● Exercise objective
Reproduce the entries. Each one must match the original exactly.
━━━
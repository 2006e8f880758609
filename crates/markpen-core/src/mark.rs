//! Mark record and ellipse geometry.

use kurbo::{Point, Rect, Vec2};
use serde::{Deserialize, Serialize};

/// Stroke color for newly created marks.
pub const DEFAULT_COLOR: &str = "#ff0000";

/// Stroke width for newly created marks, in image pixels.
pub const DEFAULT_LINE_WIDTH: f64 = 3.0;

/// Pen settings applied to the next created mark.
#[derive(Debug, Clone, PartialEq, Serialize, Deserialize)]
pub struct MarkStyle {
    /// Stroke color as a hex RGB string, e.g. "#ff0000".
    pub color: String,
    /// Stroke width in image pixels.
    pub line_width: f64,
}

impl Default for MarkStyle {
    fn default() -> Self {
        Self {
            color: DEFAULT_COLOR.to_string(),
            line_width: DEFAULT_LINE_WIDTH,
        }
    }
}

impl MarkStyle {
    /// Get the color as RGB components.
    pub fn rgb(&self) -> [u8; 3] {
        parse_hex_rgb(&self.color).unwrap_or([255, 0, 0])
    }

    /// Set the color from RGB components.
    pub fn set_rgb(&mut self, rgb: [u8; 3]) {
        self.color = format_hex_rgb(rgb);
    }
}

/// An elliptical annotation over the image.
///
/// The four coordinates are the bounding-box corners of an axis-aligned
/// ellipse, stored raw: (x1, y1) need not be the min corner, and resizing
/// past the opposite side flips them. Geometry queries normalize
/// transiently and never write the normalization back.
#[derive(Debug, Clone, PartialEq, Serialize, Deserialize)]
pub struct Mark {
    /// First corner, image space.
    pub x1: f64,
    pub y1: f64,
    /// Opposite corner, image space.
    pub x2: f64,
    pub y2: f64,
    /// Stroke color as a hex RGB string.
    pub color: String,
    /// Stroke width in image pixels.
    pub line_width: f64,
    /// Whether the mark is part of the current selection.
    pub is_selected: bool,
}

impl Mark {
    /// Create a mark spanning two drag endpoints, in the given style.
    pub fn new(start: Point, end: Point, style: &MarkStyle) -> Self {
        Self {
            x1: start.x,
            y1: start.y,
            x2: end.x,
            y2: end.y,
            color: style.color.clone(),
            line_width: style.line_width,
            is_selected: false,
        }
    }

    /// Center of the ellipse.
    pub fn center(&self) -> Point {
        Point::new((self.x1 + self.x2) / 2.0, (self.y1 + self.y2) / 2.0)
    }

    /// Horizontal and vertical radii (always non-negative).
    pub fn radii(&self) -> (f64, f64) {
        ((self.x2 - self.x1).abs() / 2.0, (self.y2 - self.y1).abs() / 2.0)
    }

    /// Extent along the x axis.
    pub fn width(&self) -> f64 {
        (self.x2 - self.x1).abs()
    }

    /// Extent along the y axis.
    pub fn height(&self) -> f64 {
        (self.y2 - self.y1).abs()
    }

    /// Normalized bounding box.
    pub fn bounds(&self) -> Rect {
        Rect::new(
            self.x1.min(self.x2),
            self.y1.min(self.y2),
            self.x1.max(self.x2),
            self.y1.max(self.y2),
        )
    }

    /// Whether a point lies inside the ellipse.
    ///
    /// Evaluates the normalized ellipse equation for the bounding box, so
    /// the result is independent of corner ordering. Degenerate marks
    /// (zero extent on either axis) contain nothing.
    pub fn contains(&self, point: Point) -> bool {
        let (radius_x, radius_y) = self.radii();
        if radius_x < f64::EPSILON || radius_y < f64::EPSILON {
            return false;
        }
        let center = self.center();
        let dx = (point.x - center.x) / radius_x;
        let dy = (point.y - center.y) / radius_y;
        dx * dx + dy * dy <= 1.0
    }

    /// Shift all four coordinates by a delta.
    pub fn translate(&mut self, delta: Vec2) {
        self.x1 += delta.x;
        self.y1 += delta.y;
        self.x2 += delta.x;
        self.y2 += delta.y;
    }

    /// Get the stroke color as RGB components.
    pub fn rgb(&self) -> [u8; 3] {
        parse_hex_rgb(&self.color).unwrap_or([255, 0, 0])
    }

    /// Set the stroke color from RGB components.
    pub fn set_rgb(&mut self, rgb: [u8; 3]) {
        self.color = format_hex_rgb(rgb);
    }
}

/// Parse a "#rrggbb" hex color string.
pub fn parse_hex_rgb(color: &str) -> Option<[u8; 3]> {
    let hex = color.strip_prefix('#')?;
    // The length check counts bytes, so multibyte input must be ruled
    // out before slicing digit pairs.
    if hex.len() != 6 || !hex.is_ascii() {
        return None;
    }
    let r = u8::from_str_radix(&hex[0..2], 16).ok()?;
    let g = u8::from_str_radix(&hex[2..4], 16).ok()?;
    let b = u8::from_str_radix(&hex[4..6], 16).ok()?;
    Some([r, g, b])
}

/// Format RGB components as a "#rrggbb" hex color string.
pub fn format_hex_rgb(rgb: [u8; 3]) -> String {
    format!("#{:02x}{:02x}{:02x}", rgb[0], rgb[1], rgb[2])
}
━━━
● Result for this exercise
repository 2006e8f880758609
filename crates/markpen-core/src/mark.rs
//! Mark record and ellipse geometry.

use kurbo::{Point, Rect, Vec2};
use serde::{Deserialize, Serialize};

/// Stroke color for newly created marks.
pub const DEFAULT_COLOR: &str = "#ff0000";

/// Stroke width for newly created marks, in image pixels.
pub const DEFAULT_LINE_WIDTH: f64 = 3.0;

/// Pen settings applied to the next created mark.
#[derive(Debug, Clone, PartialEq, Serialize, Deserialize)]
pub struct MarkStyle {
    /// Stroke color as a hex RGB string, e.g. "#ff0000".
    pub color: String,
    /// Stroke width in image pixels.
    pub line_width: f64,
}

impl Default for MarkStyle {
    fn default() -> Self {
        Self {
            color: DEFAULT_COLOR.to_string(),
            line_width: DEFAULT_LINE_WIDTH,
        }
    }
}

impl MarkStyle {
    /// Get the color as RGB components.
    pub fn rgb(&self) -> [u8; 3] {
        parse_hex_rgb(&self.color).unwrap_or([255, 0, 0])
    }

    /// Set the color from RGB components.
    pub fn set_rgb(&mut self, rgb: [u8; 3]) {
        self.color = format_hex_rgb(rgb);
    }
}

/// An elliptical annotation over the image.
///
/// The four coordinates are the bounding-box corners of an axis-aligned
/// ellipse, stored raw: (x1, y1) need not be the min corner, and resizing
/// past the opposite side flips them. Geometry queries normalize
/// transiently and never write the normalization back.
#[derive(Debug, Clone, PartialEq, Serialize, Deserialize)]
pub struct Mark {
    /// First corner, image space.
    pub x1: f64,
    pub y1: f64,
    /// Opposite corner, image space.
    pub x2: f64,
    pub y2: f64,
    /// Stroke color as a hex RGB string.
    pub color: String,
    /// Stroke width in image pixels.
    pub line_width: f64,
    /// Whether the mark is part of the current selection.
    pub is_selected: bool,
}

impl Mark {
    /// Create a mark spanning two drag endpoints, in the given style.
    pub fn new(start: Point, end: Point, style: &MarkStyle) -> Self {
        Self {
            x1: start.x,
            y1: start.y,
            x2: end.x,
            y2: end.y,
            color: style.color.clone(),
            line_width: style.line_width,
            is_selected: false,
        }
    }

    /// Center of the ellipse.
    pub fn center(&self) -> Point {
        Point::new((self.x1 + self.x2) / 2.0, (self.y1 + self.y2) / 2.0)
    }

    /// Horizontal and vertical radii (always non-negative).
    pub fn radii(&self) -> (f64, f64) {
        ((self.x2 - self.x1).abs() / 2.0, (self.y2 - self.y1).abs() / 2.0)
    }

    /// Extent along the x axis.
    pub fn width(&self) -> f64 {
        (self.x2 - self.x1).abs()
    }

    /// Extent along the y axis.
    pub fn height(&self) -> f64 {
        (self.y2 - self.y1).abs()
    }

    /// Normalized bounding box.
    pub fn bounds(&self) -> Rect {
        Rect::new(
            self.x1.min(self.x2),
            self.y1.min(self.y2),
            self.x1.max(self.x2),
            self.y1.max(self.y2),
        )
    }

    /// Whether a point lies inside the ellipse.
    ///
    /// Evaluates the normalized ellipse equation for the bounding box, so
    /// the result is independent of corner ordering. Degenerate marks
    /// (zero extent on either axis) contain nothing.
    pub fn contains(&self, point: Point) -> bool {
        let (radius_x, radius_y) = self.radii();
        if radius_x < f64::EPSILON || radius_y < f64::EPSILON {
            return false;
        }
        let center = self.center();
        let dx = (point.x - center.x) / radius_x;
        let dy = (point.y - center.y) / radius_y;
        dx * dx + dy * dy <= 1.0
    }

    /// Shift all four coordinates by a delta.
    pub fn translate(&mut self, delta: Vec2) {
        self.x1 += delta.x;
        self.y1 += delta.y;
        self.x2 += delta.x;
        self.y2 += delta.y;
    }

    /// Get the stroke color as RGB components.
    pub fn rgb(&self) -> [u8; 3] {
        parse_hex_rgb(&self.color).unwrap_or([255, 0, 0])
    }

    /// Set the stroke color from RGB components.
    pub fn set_rgb(&mut self, rgb: [u8; 3]) {
        self.color = format_hex_rgb(rgb);
    }
}

/// Parse a "#rrggbb" hex color string.
pub fn parse_hex_rgb(color: &str) -> Option<[u8; 3]> {
    let hex = color.strip_prefix('#')?;
    // The length check counts bytes, so multibyte input must be ruled
    // out before slicing digit pairs.
    if hex.len() != 6 || !hex.is_ascii() {
        return None;
    }
    let r = u8::from_str_radix(&hex[0..2], 16).ok()?;
    let g = u8::from_str_radix(&hex[2..4], 16).ok()?;
    let b = u8::from_str_radix(&hex[4..6], 16).ok()?;
    Some([r, g, b])
}

/// Format RGB components as a "#rrggbb" hex color string.
pub fn format_hex_rgb(rgb: [u8; 3]) -> String {
    format!("#{:02x}{:02x}{:02x}", rgb[0], rgb[1], rgb[2])
}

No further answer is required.